▸ **What you should do**
Going down the data below, set down exactly the line with "use core::str::FromStr;" and each line after it through the line with "is a closed"; no other lines.

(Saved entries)
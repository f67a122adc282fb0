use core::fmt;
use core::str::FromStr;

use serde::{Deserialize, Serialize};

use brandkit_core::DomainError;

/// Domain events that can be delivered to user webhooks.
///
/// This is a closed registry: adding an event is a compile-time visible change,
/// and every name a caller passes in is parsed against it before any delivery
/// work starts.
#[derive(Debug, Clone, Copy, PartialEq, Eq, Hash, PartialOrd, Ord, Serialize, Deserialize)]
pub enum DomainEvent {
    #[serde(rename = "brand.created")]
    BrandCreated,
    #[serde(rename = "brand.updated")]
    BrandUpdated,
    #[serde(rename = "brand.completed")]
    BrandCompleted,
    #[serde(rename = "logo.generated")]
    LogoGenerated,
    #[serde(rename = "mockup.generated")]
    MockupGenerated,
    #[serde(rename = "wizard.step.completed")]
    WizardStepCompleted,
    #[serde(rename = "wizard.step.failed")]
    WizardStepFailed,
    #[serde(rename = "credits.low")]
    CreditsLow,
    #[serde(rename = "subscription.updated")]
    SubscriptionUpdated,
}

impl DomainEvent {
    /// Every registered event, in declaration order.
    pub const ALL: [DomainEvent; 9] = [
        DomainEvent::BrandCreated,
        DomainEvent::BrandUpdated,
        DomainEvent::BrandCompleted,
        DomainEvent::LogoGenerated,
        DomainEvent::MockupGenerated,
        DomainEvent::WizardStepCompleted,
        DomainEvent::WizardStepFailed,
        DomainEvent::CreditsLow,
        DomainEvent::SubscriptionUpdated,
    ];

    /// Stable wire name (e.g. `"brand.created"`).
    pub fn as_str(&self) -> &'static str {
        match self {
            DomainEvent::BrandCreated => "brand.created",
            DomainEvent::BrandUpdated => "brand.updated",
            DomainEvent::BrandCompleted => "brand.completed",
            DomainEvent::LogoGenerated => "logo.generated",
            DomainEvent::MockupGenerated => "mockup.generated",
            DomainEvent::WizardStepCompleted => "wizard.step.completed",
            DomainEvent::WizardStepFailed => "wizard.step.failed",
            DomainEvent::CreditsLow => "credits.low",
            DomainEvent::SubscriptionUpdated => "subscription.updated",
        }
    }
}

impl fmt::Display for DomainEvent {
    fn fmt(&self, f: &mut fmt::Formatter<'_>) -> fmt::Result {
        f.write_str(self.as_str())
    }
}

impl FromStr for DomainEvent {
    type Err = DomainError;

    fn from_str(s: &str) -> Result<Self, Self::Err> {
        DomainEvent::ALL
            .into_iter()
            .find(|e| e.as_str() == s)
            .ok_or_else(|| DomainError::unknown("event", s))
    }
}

...

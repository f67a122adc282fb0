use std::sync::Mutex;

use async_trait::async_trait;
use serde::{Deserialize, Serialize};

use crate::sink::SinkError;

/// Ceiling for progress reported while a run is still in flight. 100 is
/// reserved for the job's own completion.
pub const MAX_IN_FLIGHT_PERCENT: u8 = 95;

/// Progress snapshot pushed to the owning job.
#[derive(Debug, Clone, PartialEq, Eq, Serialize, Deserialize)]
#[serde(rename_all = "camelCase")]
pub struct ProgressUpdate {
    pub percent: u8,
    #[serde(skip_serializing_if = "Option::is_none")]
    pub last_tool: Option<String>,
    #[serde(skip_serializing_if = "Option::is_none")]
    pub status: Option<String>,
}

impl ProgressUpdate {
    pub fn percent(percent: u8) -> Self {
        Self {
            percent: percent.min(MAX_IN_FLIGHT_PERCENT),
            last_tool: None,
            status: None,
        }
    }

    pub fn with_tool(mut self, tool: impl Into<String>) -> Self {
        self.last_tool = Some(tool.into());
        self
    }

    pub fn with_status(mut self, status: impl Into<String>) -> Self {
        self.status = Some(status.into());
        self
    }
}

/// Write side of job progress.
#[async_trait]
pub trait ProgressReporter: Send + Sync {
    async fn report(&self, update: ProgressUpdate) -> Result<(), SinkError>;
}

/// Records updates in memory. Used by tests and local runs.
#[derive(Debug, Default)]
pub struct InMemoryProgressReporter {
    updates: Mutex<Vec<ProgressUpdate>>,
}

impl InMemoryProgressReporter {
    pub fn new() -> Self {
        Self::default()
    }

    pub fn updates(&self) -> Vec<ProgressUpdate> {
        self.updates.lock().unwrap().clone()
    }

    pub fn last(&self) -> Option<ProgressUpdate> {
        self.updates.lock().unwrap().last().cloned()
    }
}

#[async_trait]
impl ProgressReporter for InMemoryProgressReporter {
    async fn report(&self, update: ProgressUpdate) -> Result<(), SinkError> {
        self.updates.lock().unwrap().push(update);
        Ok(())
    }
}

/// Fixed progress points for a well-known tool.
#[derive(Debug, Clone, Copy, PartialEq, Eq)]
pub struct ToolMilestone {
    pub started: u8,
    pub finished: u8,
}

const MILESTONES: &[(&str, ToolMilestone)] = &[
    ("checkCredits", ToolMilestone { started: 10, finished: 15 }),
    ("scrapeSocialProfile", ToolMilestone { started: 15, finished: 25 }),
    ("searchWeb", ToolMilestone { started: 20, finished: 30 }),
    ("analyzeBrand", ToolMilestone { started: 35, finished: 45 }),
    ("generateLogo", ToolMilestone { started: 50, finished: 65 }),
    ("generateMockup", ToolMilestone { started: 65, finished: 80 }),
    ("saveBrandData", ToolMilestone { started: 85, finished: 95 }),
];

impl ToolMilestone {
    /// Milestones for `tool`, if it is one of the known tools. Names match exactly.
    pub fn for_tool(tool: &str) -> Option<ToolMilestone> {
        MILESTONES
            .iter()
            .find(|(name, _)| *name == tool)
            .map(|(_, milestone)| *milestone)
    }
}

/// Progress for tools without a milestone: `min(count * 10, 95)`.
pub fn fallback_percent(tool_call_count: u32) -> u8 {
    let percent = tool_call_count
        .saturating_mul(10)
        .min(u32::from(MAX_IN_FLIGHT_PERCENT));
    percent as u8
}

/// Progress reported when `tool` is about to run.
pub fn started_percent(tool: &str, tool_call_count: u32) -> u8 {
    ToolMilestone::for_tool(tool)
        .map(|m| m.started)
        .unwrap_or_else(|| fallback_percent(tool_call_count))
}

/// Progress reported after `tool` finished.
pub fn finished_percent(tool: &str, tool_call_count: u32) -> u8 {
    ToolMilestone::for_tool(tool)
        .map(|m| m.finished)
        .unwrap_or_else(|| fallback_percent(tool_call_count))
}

▸ **Response box**
use core::str::FromStr;

use serde::{Deserialize, Serialize};

use brandkit_core::DomainError;

/// Domain events that can be delivered to user webhooks.
///
/// This is a closed registry: adding an event is a compile-time visible change,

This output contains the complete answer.